When you don’t know anything else, it’s just normal. Dad plays drums in a band. It wasn’t like he was in The Beatles! And he never played much drums at home, and if he did it was on my kit. But even on my little kit he played like John Bonham.

John Bonham is most rock drummers’ favourite drummer – why?

I think there’s this misunderst­anding about his style. He was not a bish-bash drummer. He had a real finesse. If you watch things like the Royal Albert Hall show [from 1970] you’ll see how far up he holds his sticks. That gave more control, less wallop. You think of him as this thunderous drummer, but he had an amazing left hand. And he had a swagger not matched by anyone.

Did you miss him when he went on tour?

I don’t remember him being away that much. They’d do the big tours but then we’d go on these big family holidays in the south of France, for a month at a time, and people would come and join us: Lulu and Maurice Gibb; Ringo. They’d go out and party with Oliver Reed and Peter Sellers. That’s when dad shaved Ringo’s hair off. Which mum said was fine until they took the eyebrows off as well!

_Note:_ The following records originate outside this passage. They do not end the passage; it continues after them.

//! HTTP client for the key directory and conversation endpoints.

use async_trait::async_trait;
use courier::{ConversationDirectory, Error, KeyDirectory, KeyUpload, PreKeyBundle, Result};
use reqwest::{Client, RequestBuilder, Response, StatusCode};
use serde::{Deserialize, Serialize};
use std::time::Duration;
use tracing::debug;

pub struct HttpDirectory {
    client: Client,
    base_url: String,
    auth_token: Option<String>,
}

#[derive(Deserialize)]
struct VerifyResponse {
    valid: bool,
}

#[derive(Serialize)]
struct DirectConversationRequest<'a> {
    peer_id: &'a str,
}

#[derive(Deserialize)]
struct DirectConversationResponse {
    conversation_id: String,
}

fn directory_error(e: impl std::fmt::Display) -> Error {
    Error::Directory(e.to_string())
}

impl HttpDirectory {
    pub fn new(base_url: &str, auth_token: Option<String>) -> Result<Self> {
        let client = Client::builder()
            .timeout(Duration::from_secs(15))
            .build()
            .map_err(directory_error)?;
        Ok(Self {
            client,
            base_url: base_url.trim_end_matches('/').to_string(),
            auth_token,
        })
    }

    fn url(&self, segments: &[&str]) -> String {
        let mut url = self.base_url.clone();
        for segment in segments {
            url.push('/');
            url.push_str(&urlencoding::encode(segment));
        }
        url
    }

    fn authorized(&self, request: RequestBuilder) -> RequestBuilder {
        match &self.auth_token {
            Some(token) => request.bearer_auth(token),
            None => request,
        }
    }

    async fn send(&self, request: RequestBuilder) -> Result<Response> {
        let response = self
            .authorized(request)
            .send()
            .await
            .map_err(directory_error)?;
        debug!(status = %response.status(), url = %response.url(), "directory response");
        Ok(response)
    }

    async fn json<T: for<'de> Deserialize<'de>>(response: Response) -> Result<T> {
        response
            .error_for_status()
            .map_err(directory_error)?
            .json()
            .await
            .map_err(directory_error)
    }
}

#[async_trait]
impl KeyDirectory for HttpDirectory {
    async fn upload_keys(&self, upload: KeyUpload) -> Result<()> {
        let request = self.client.post(self.url(&["keys"])).json(&upload);
        self.send(request)
            .await?
            .error_for_status()
            .map_err(directory_error)?;
        Ok(())
    }

    async fn has_keys(&self, user_id: &str, device_id: u32, identity_key: &str) -> Result<bool> {
        let device = device_id.to_string();
        let request = self
            .client
            .get(self.url(&["keys", user_id, &device, "verify"]))
            .query(&[("identity_key", identity_key)]);
        let response = self.send(request).await?;
        if response.status() == StatusCode::NOT_FOUND {
            return Ok(false);
        }
        Ok(Self::json::<VerifyResponse>(response).await?.valid)
    }

    async fn fetch_bundle(&self, user_id: &str, device_id: u32) -> Result<PreKeyBundle> {
        let device = device_id.to_string();
        let request = self.client.get(self.url(&["keys", user_id, &device]));
        let response = self.send(request).await?;
        if response.status() == StatusCode::NOT_FOUND {
            return Err(Error::NoPublishedKeys(format!("{}.{}", user_id, device_id)));
        }
        Self::json(response).await
    }

    async fn list_devices(&self, user_id: &str) -> Result<Vec<u32>> {
        let request = self.client.get(self.url(&["users", user_id, "devices"]));
        let response = self.send(request).await?;
        if response.status() == StatusCode::NOT_FOUND {
            return Ok(Vec::new());
        }
        Self::json(response).await
    }
}

#[async_trait]
impl ConversationDirectory for HttpDirectory {
    async fn create_or_get_direct(&self, _user_id: &str, peer_id: &str) -> Result<String> {
        // The server knows the caller from the bearer token
        let request = self
            .client
            .post(self.url(&["conversations", "direct"]))
            .json(&DirectConversationRequest { peer_id });
        let response = self.send(request).await?;
        Ok(Self::json::<DirectConversationResponse>(response)
            .await?
            .conversation_id)
    }
}
use axum::http::{self, Request, StatusCode};
use http_body_util::BodyExt;
use mock_server::app;
use serde_json::Value;
use tower::ServiceExt;

const KEY: &str = "test-key";

async fn body_json(response: axum::response::Response) -> Value {
    let bytes = response.into_body().collect().await.unwrap().to_bytes();
    serde_json::from_slice(&bytes).unwrap()
}

async fn body_bytes(response: axum::response::Response) -> bytes::Bytes {
    response.into_body().collect().await.unwrap().to_bytes()
}

fn get_request(uri: &str) -> Request<String> {
    Request::builder().uri(uri).body(String::new()).unwrap()
}

fn json_request(uri: &str, body: &str) -> Request<String> {
    Request::builder()
        .method("POST")
        .uri(uri)
        .header(http::header::CONTENT_TYPE, "application/json")
        .body(body.to_string())
        .unwrap()
}

// --- key handling ---

#[tokio::test]
async fn missing_key_returns_400_with_json_error() {
    let resp = app(KEY)
        .oneshot(get_request("/api/v1/check-account-balance"))
        .await
        .unwrap();

    assert_eq!(resp.status(), StatusCode::BAD_REQUEST);
    let body = body_json(resp).await;
    assert_eq!(body["error"], "Missing parameter: key.");
}

#[tokio::test]
async fn wrong_key_returns_401() {
    let resp = app(KEY)
        .oneshot(get_request("/api/v1/validate?email=a%40b.com&key=nope"))
        .await
        .unwrap();

    assert_eq!(resp.status(), StatusCode::UNAUTHORIZED);
    let body = body_json(resp).await;
    assert_eq!(body["error"], "Invalid API key");
}

// --- validate ---

#[tokio::test]
async fn validate_classifies_address() {
    let resp = app(KEY)
        .oneshot(get_request("/api/v1/validate?email=invalid%40example.com&key=test-key"))
        .await
        .unwrap();

    assert_eq!(resp.status(), StatusCode::OK);
    let body = body_json(resp).await;
    assert_eq!(body["email"], "invalid@example.com");
    assert_eq!(body["status"], "invalid");
    assert_eq!(body["sub_status"], "mailbox_not_found");
}

#[tokio::test]
async fn validate_without_email_returns_400() {
    let resp = app(KEY)
        .oneshot(get_request("/api/v1/validate?key=test-key"))
        .await
        .unwrap();

    assert_eq!(resp.status(), StatusCode::BAD_REQUEST);
    let body = body_json(resp).await;
    assert_eq!(body["error"], "Missing parameter: email.");
}

// --- batch ---

#[tokio::test]
async fn batch_submission_counts_duplicates_and_rejections() {
    let resp = app(KEY)
        .oneshot(json_request(
            "/api/v1/validate-batch?key=test-key",
            r#"{"title":"Leads","key":"test-key","email_batch":[
                {"address":"a@example.com"},
                {"address":"A@example.com"},
                {"address":"broken"},
                {"address":"b@example.com"}
            ]}"#,
        ))
        .await
        .unwrap();

    assert_eq!(resp.status(), StatusCode::OK);
    let body = body_json(resp).await;
    assert_eq!(body["status"], "success");
    assert_eq!(body["task_id"], 1000);
    assert_eq!(body["count_submitted"], 4);
    assert_eq!(body["count_duplicates_removed"], 1);
    assert_eq!(body["count_rejected_emails"], 1);
    assert_eq!(body["count_processing"], 2);
}

#[tokio::test]
async fn batch_key_may_come_from_body() {
    let resp = app(KEY)
        .oneshot(json_request(
            "/api/v1/validate-batch",
            r#"{"title":"Leads","key":"test-key","email_batch":[{"address":"a@example.com"}]}"#,
        ))
        .await
        .unwrap();

    assert_eq!(resp.status(), StatusCode::OK);
}

#[tokio::test]
async fn batch_without_title_returns_400() {
    let resp = app(KEY)
        .oneshot(json_request(
            "/api/v1/validate-batch?key=test-key",
            r#"{"title":"","email_batch":[{"address":"a@example.com"}]}"#,
        ))
        .await
        .unwrap();

    assert_eq!(resp.status(), StatusCode::BAD_REQUEST);
}

#[tokio::test]
async fn batch_results_round_trip() {
    let app = app(KEY);

    let resp = app
        .clone()
        .oneshot(json_request(
            "/api/v1/validate-batch?key=test-key",
            r#"{"title":"Round trip","email_batch":[{"address":"a@example.com"},{"address":"info@example.com"}]}"#,
        ))
        .await
        .unwrap();
    let task_id = body_json(resp).await["task_id"].as_i64().unwrap();

    let resp = app
        .oneshot(get_request(&format!(
            "/api/v1/get-result-bulk-verification-task?task_id={task_id}&key=test-key"
        )))
        .await
        .unwrap();

    assert_eq!(resp.status(), StatusCode::OK);
    let body = body_json(resp).await;
    assert_eq!(body["name"], "Round trip");
    assert_eq!(body["progress_percentage"], 100);
    let batch = body["results"]["email_batch"].as_array().unwrap();
    assert_eq!(batch.len(), 2);
    assert_eq!(batch[1]["address"], "info@example.com");
    assert_eq!(batch[1]["status"], "role_based");
}

#[tokio::test]
async fn unknown_task_returns_404() {
    let resp = app(KEY)
        .oneshot(get_request(
            "/api/v1/get-result-bulk-verification-task?task_id=42&key=test-key",
        ))
        .await
        .unwrap();

    assert_eq!(resp.status(), StatusCode::NOT_FOUND);
    let body = body_json(resp).await;
    assert_eq!(body["error"], "Task not found.");
}

#[tokio::test]
async fn batch_without_json_content_type_is_plain_text_error() {
    let resp = app(KEY)
        .oneshot(
            Request::builder()
                .method("POST")
                .uri("/api/v1/validate-batch?key=test-key")
                .body("title=x".to_string())
                .unwrap(),
        )
        .await
        .unwrap();

    assert_eq!(resp.status(), StatusCode::UNSUPPORTED_MEDIA_TYPE);
    let body = body_bytes(resp).await;
    assert!(serde_json::from_slice::<Value>(&body).is_err());
}

// --- finder ---

#[tokio::test]
async fn finder_builds_address_from_full_name() {
    let resp = app(KEY)
        .oneshot(get_request(
            "/api/v1/finder?name=John+Doe&domain=Example.com&key=test-key",
        ))
        .await
        .unwrap();

    assert_eq!(resp.status(), StatusCode::OK);
    let body = body_json(resp).await;
    assert_eq!(body["email"], "john.doe@example.com");
    assert_eq!(body["status"], "found");
}

#[tokio::test]
async fn finder_single_name_is_not_found() {
    let resp = app(KEY)
        .oneshot(get_request("/api/v1/finder?name=Cher&domain=example.com&key=test-key"))
        .await
        .unwrap();

    let body = body_json(resp).await;
    assert_eq!(body["email"], "null");
    assert_eq!(body["status"], "not_found");
}

// --- balance ---

#[tokio::test]
async fn account_balance_returns_fixture() {
    let resp = app(KEY)
        .oneshot(get_request("/api/v1/check-account-balance?key=test-key"))
        .await
        .unwrap();

    assert_eq!(resp.status(), StatusCode::OK);
    let body = body_json(resp).await;
    assert_eq!(body["api_status"], "enabled");
    assert_eq!(body["remaining_credits"], 15000);
}
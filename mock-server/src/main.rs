use tokio::net::TcpListener;

#[tokio::main]
async fn main() -> Result<(), std::io::Error> {
    tracing_subscriber::fmt::init();

    let port = std::env::var("PORT").unwrap_or_else(|_| "3000".to_string());
    let api_key = std::env::var("EMAIL_VERIFY_API_KEY").unwrap_or_else(|_| "test-key".to_string());
    let addr = format!("127.0.0.1:{port}");
    let listener = TcpListener::bind(&addr).await?;
    tracing::info!("listening on {addr}");
    mock_server::run(listener, &api_key).await
}
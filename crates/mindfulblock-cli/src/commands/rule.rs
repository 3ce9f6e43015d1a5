use clap::Subcommand;
use mindfulblock_core::friction::DestructiveAction;
use mindfulblock_core::rules::parse_csv;
use mindfulblock_core::BlockMode;

use super::{require_confirmation, CliResult, Session};

pub fn parse_mode(s: &str) -> Result<BlockMode, String> {
    BlockMode::migrate(s).map_err(|e| e.to_string())
}

#[derive(Subcommand)]
pub enum RuleAction {
    /// Add a blocking rule
    Add {
        /// Domain or URL to block
        domain: String,
        /// Group name (created if missing)
        #[arg(long)]
        group: Option<String>,
        /// hard, friction_math, friction_wait or friction_typing
        #[arg(long, default_value = "hard", value_parser = parse_mode)]
        mode: BlockMode,
    },
    /// List rules
    List {
        /// Only rules in this group
        #[arg(long)]
        group: Option<String>,
        /// Output as JSON
        #[arg(long)]
        json: bool,
    },
    /// Re-enable rules
    Enable {
        /// Rule ids or domains
        #[arg(required = true)]
        targets: Vec<String>,
    },
    /// Disable a rule (requires the confirmation sentence)
    Disable {
        /// Rule id or domain
        target: String,
        #[arg(long)]
        confirm: Option<String>,
    },
    /// Delete a rule (requires the confirmation sentence)
    Delete {
        /// Rule id or domain
        target: String,
        #[arg(long)]
        confirm: Option<String>,
    },
    /// Change the mode of one or more rules
    Mode {
        #[arg(value_parser = parse_mode)]
        mode: BlockMode,
        /// Rule ids or domains
        #[arg(required = true)]
        targets: Vec<String>,
    },
    /// Move one or more rules to a group
    Move {
        group: String,
        /// Rule ids or domains
        #[arg(required = true)]
        targets: Vec<String>,
    },
    /// Import rules from a Domain,Group,Mode CSV file
    Import {
        path: std::path::PathBuf,
    },
}

pub fn run(action: RuleAction) -> CliResult {
    let mut session = Session::open()?;

    match action {
        RuleAction::Add { domain, group, mode } => {
            let rule = session.store.add_rule(&domain, group.as_deref(), mode)?;
            session.commit()?;
            println!("Rule added: {} [{}] ({})", rule.domain, rule.mode, rule.group);
            println!("ID: {}", rule.id);
        }
        RuleAction::List { group, json } => {
            let rules: Vec<_> = match &group {
                Some(name) => session.store.rules_in_group(name).collect(),
                None => session.store.rules().iter().collect(),
            };
            if json {
                println!("{}", serde_json::to_string_pretty(&rules)?);
            } else if rules.is_empty() {
                println!("No rules.");
            } else {
                for rule in rules {
                    let state = if rule.is_active { "on " } else { "off" };
                    println!(
                        "{state}  {:<32} {:<16} {:<16} {}",
                        rule.domain, rule.mode, rule.group, rule.id
                    );
                }
            }
        }
        RuleAction::Enable { targets } => {
            let ids = session.resolve_all(&targets)?;
            session.store.set_rules_active(&ids, true)?;
            session.commit()?;
            println!("Enabled {} rule(s)", ids.len());
        }
        RuleAction::Disable { target, confirm } => {
            let id = session.resolve(&target)?;
            let domain = domain_of(&session, &id);
            require_confirmation(
                DestructiveAction::DisableRule { domain: domain.clone() },
                &session.config,
                confirm.as_deref(),
            )?;
            session.store.set_active(&id, false)?;
            session.commit()?;
            println!("Rule disabled: {domain}");
        }
        RuleAction::Delete { target, confirm } => {
            let id = session.resolve(&target)?;
            let domain = domain_of(&session, &id);
            require_confirmation(
                DestructiveAction::DeleteRule { domain },
                &session.config,
                confirm.as_deref(),
            )?;
            let rule = session.store.delete_rule(&id)?;
            session.commit()?;
            println!("Rule deleted: {}", rule.domain);
        }
        RuleAction::Mode { mode, targets } => {
            let ids = session.resolve_all(&targets)?;
            session.store.update_modes(&ids, mode)?;
            session.commit()?;
            println!("{} rule(s) set to {mode}", ids.len());
        }
        RuleAction::Move { group, targets } => {
            let ids = session.resolve_all(&targets)?;
            session.store.move_rules_to_group(&ids, &group)?;
            session.commit()?;
            println!("{} rule(s) moved to {group}", ids.len());
        }
        RuleAction::Import { path } => {
            let text = std::fs::read_to_string(&path)?;
            let entries = parse_csv(&text)?;
            let total = entries.len();
            let added = session.store.import_rules(entries);
            session.commit()?;
            println!("Imported {added} of {total} rule(s); {} skipped", total - added);
        }
    }
    Ok(())
}

fn domain_of(session: &Session, id: &str) -> String {
    session
        .store
        .get(id)
        .map(|r| r.domain.clone())
        .unwrap_or_default()
}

Did you always want to follow your dad into drumming?

I got really into racing dirt bikes and that was my distractio­n when dad was away. But when he was home, he really got into it, got up at six in the morning to make the bacon and egg sandwiches and drive me to Wales. We had a trailer on the back of a Rolls-Royce Silver Cloud! I remember a guy from Kawasaki coming up to him and saying, “Your son’s fast, we’d like to sponsor him.” And dad goes, “Nah. We can afford our own bikes…”

When you got back into drumming, how was it dealing with your dad’s legacy, on his own turf?

At 15, Robert would pick me up from school and I’d demo tracks for his solo album before Phil Collins came in. Looking back, it gave me a false sense of security. I was going to be the guy! It didn’t help me in my choice of lifestyle. If someone would say, “Just like his old man!”, even if I was being drunk and smashing something up, I’d take it as a compliment.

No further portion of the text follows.